Exercise directions - Report, as a number alone, how many lines below contain the string "plan".

Supplied records -
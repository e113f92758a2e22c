pub mod applicator;
pub mod builder;
pub mod catalog;
pub mod plan;
pub mod rates;

#[cfg(test)]
mod test_fixtures;

#[cfg(feature = "wasm")]
pub mod wasm;

pub use applicator::{AppliedRecipe, AppliedRecipes, Applicator, ApplyError, Binding, POWER_VARIABLE};
pub use builder::{BuildError, Demand, ModelBuilder, OBJECTIVE_NAME};
pub use catalog::*;
pub use plan::{Plan, PlanEntry, PlanError, PlanOptions, apply_recipes, build_model, generate_lp, solve};
pub use rates::{TransferLimits, max_effective_overclock, max_effective_well_overclock, net_energy_rate, production_rate};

Finished exercise - 2